Politics in Nigeria has always been dramatic, but every now and then a pattern emerges that forces us to pause and think again about where our democracy is heading. This week on The Nation’s Pulse, that pattern is what I call the politics of survival. Two events in two different states have brought this into sharp focus. In both cases, sitting governors elected on the platform of the same party have found new homes elsewhere. Their decisions may look sudden, but they reveal deeper issues that have been growing under the surface for years.
In Rivers, Governor Siminalayi Fubara has crossed into the All Progressives Congress. In Osun, Governor Ademola Adeleke has moved to the Accord Party.

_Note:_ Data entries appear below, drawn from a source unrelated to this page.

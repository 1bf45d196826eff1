//! Bearer token verification.
//!
//! Tokens are compact JWS (`header.payload.signature`, base64url without
//! padding) signed with EdDSA over Ed25519. Keys come from the identity
//! provider's JWK set and are cached; an unknown `kid` triggers exactly one
//! refresh per request before the token is rejected, which tolerates provider
//! key rotation.

use std::sync::Arc;
use std::time::{SystemTime, UNIX_EPOCH};

use arc_swap::ArcSwap;
use async_trait::async_trait;
use base64::{engine::general_purpose::URL_SAFE_NO_PAD, Engine as _};
use ed25519_dalek::{Signature, VerifyingKey};
use serde::Deserialize;
use serde_json::{Map, Value};
use thiserror::Error;
use tokio::sync::Mutex;

use crate::auth::identity::Identity;
use crate::auth::jwks::{KeyProvider, KeySet, KeySetError};
use crate::config::TokenConfig;
use crate::observability::metrics;

#[derive(Debug, Clone, PartialEq, Eq, Error)]
pub enum TokenError {
    #[error("token invalid: {0}")]
    Invalid(&'static str),
    #[error("token expired")]
    Expired,
    #[error("identity provider unavailable: {0}")]
    ProviderUnavailable(String),
}

impl From<KeySetError> for TokenError {
    fn from(e: KeySetError) -> Self {
        TokenError::ProviderUnavailable(e.to_string())
    }
}

/// Anything that can turn a raw bearer token into an identity.
#[async_trait]
pub trait IdentityVerifier: Send + Sync {
    async fn verify(&self, raw_token: &str) -> Result<Identity, TokenError>;
}

/// Claim expectations beyond signature and expiry.
#[derive(Debug, Clone, Default)]
pub struct VerifierSettings {
    pub issuer: Option<String>,
    pub audience: Option<String>,
    pub leeway_secs: u64,
}

impl From<&TokenConfig> for VerifierSettings {
    fn from(config: &TokenConfig) -> Self {
        Self {
            issuer: config.issuer.clone(),
            audience: config.audience.clone(),
            leeway_secs: config.leeway_secs,
        }
    }
}

#[derive(Debug, Deserialize)]
struct JwsHeader {
    alg: String,
    kid: Option<String>,
}

pub fn unix_now() -> u64 {
    SystemTime::now()
        .duration_since(UNIX_EPOCH)
        .unwrap_or_default()
        .as_secs()
}

/// Verifies tokens against a cached provider key set.
#[derive(Debug)]
pub struct TokenVerifier {
    provider: Arc<dyn KeyProvider>,
    keys: ArcSwap<KeySet>,
    refresh_lock: Mutex<()>,
    settings: VerifierSettings,
}

impl TokenVerifier {
    /// Starts with an empty cache; the first token triggers a fetch.
    pub fn new(provider: Arc<dyn KeyProvider>, settings: VerifierSettings) -> Self {
        Self {
            provider,
            keys: ArcSwap::from_pointee(KeySet::default()),
            refresh_lock: Mutex::new(()),
            settings,
        }
    }

    /// Warm the cache at startup. Failure is logged, not fatal.
    pub async fn prime(&self) {
        let generation = self.keys.load().generation;
        if let Err(e) = self.refresh(generation).await {
            tracing::warn!(error = %e, "Initial key set fetch failed, will retry on demand");
        }
    }

    /// Replace the cache unless another task already did so since `seen_generation`.
    async fn refresh(&self, seen_generation: u64) -> Result<(), KeySetError> {
        let _guard = self.refresh_lock.lock().await;
        if self.keys.load().generation != seen_generation {
            return Ok(());
        }

        match self.provider.fetch().await {
            Ok(set) => {
                let compiled = KeySet::compile(&set, seen_generation + 1);
                tracing::info!(
                    keys = compiled.len(),
                    generation = compiled.generation,
                    "Key set refreshed"
                );
                self.keys.store(Arc::new(compiled));
                metrics::record_key_refresh("ok");
                Ok(())
            }
            Err(e) => {
                tracing::warn!(error = %e, "Key set refresh failed");
                metrics::record_key_refresh("error");
                Err(e)
            }
        }
    }

    async fn key_for(&self, kid: &str) -> Result<VerifyingKey, TokenError> {
        let snapshot = self.keys.load_full();
        if let Some(key) = snapshot.get(kid) {
            return Ok(*key);
        }

        tracing::debug!(kid, "Unknown key id, refreshing key set once");
        self.refresh(snapshot.generation).await?;
        self.keys
            .load()
            .get(kid)
            .copied()
            .ok_or(TokenError::Invalid("unknown key id"))
    }

    /// Verify a token at the given unix time.
    pub async fn verify_at(&self, raw_token: &str, now: u64) -> Result<Identity, TokenError> {
        let mut parts = raw_token.split('.');
        let (Some(header_b64), Some(payload_b64), Some(signature_b64), None) =
            (parts.next(), parts.next(), parts.next(), parts.next())
        else {
            return Err(TokenError::Invalid("malformed token"));
        };

        let header: JwsHeader = decode_json(header_b64).ok_or(TokenError::Invalid("malformed header"))?;
        if header.alg != "EdDSA" {
            return Err(TokenError::Invalid("unsupported algorithm"));
        }
        let kid = header.kid.ok_or(TokenError::Invalid("missing key id"))?;

        let signature = URL_SAFE_NO_PAD
            .decode(signature_b64)
            .ok()
            .and_then(|raw| Signature::from_slice(&raw).ok())
            .ok_or(TokenError::Invalid("malformed signature"))?;

        let key = self.key_for(&kid).await?;
        let signing_input = &raw_token[..header_b64.len() + 1 + payload_b64.len()];
        key.verify_strict(signing_input.as_bytes(), &signature)
            .map_err(|_| TokenError::Invalid("bad signature"))?;

        let claims: Map<String, Value> =
            decode_json(payload_b64).ok_or(TokenError::Invalid("malformed claims"))?;
        self.identity_from_claims(claims, now)
    }

    fn identity_from_claims(&self, claims: Map<String, Value>, now: u64) -> Result<Identity, TokenError> {
        let leeway = self.settings.leeway_secs;

        let expires_at = numeric_claim(&claims, "exp").ok_or(TokenError::Invalid("missing exp"))?;
        if now >= expires_at.saturating_add(leeway) {
            return Err(TokenError::Expired);
        }
        if let Some(nbf) = numeric_claim(&claims, "nbf") {
            if nbf > now.saturating_add(leeway) {
                return Err(TokenError::Invalid("not yet valid"));
            }
        }
        let issued_at = numeric_claim(&claims, "iat").ok_or(TokenError::Invalid("missing iat"))?;

        if let Some(issuer) = &self.settings.issuer {
            if claims.get("iss").and_then(Value::as_str) != Some(issuer.as_str()) {
                return Err(TokenError::Invalid("issuer mismatch"));
            }
        }
        if let Some(audience) = &self.settings.audience {
            let matches = match claims.get("aud") {
                Some(Value::String(aud)) => aud == audience,
                Some(Value::Array(auds)) => auds.iter().any(|a| a.as_str() == Some(audience.as_str())),
                _ => false,
            };
            if !matches {
                return Err(TokenError::Invalid("audience mismatch"));
            }
        }

        let subject_id = claims
            .get("sub")
            .and_then(Value::as_str)
            .filter(|s| !s.is_empty())
            .ok_or(TokenError::Invalid("missing sub"))?
            .to_string();
        let email = claims.get("email").and_then(Value::as_str).map(str::to_string);

        Ok(Identity {
            subject_id,
            email,
            claims,
            issued_at,
            expires_at,
        })
    }
}

#[async_trait]
impl IdentityVerifier for TokenVerifier {
    async fn verify(&self, raw_token: &str) -> Result<Identity, TokenError> {
        self.verify_at(raw_token, unix_now()).await
    }
}

fn decode_json<T: serde::de::DeserializeOwned>(part: &str) -> Option<T> {
    let raw = URL_SAFE_NO_PAD.decode(part).ok()?;
    serde_json::from_slice(&raw).ok()
}

fn numeric_claim(claims: &Map<String, Value>, name: &str) -> Option<u64> {
    let value = claims.get(name)?;
    value
        .as_u64()
        .or_else(|| value.as_f64().filter(|f| *f >= 0.0).map(|f| f as u64))
}

#[cfg(test)]
pub(crate) mod test_support {
    use super::*;
    use crate::auth::jwks::{Jwk, JwkSet};
    use ed25519_dalek::{Signer, SigningKey};
    use serde_json::json;

    pub fn signing_key(seed: u8) -> SigningKey {
        SigningKey::from_bytes(&[seed; 32])
    }

    pub fn jwks(keys: &[(&str, &SigningKey)]) -> JwkSet {
        JwkSet {
            keys: keys
                .iter()
                .map(|(kid, sk)| Jwk::ed25519(*kid, &sk.verifying_key()))
                .collect(),
        }
    }

    pub fn mint(key: &SigningKey, kid: &str, claims: &Value) -> String {
        let header = json!({"alg": "EdDSA", "typ": "JWT", "kid": kid});
        let input = format!(
            "{}.{}",
            URL_SAFE_NO_PAD.encode(header.to_string()),
            URL_SAFE_NO_PAD.encode(claims.to_string())
        );
        let signature = key.sign(input.as_bytes());
        format!("{input}.{}", URL_SAFE_NO_PAD.encode(signature.to_bytes()))
    }
}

These are not small shifts. These are moves by people at the top of their political careers, people who ordinarily should be the ones holding their parties together. When those at the highest levels start fleeing, it means the ground beneath them has become too shaky to stand on. It means something has broken.
A Yoruba proverb captures it perfectly: Iku to n pa oju gba eni, owe lo n pa fun ni. The death that visits your neighbour is sending you a message. The crisis that has engulfed the Peoples Democratic Party did not start today. It has been building like an untreated infection. Adeleke saw the signs early. He watched senior figures fight openly. He watched the party fail to resolve its zoning battles. He watched leaders undermine their own candidates. At some point, you begin to ask yourself a simple question: if this house collapses today, what happens to me? In Osun, where the competition between the two major parties has always been fierce, Adeleke was not going to sit back and become another casualty of a party that refused to heal itself. Survival became the most reasonable option.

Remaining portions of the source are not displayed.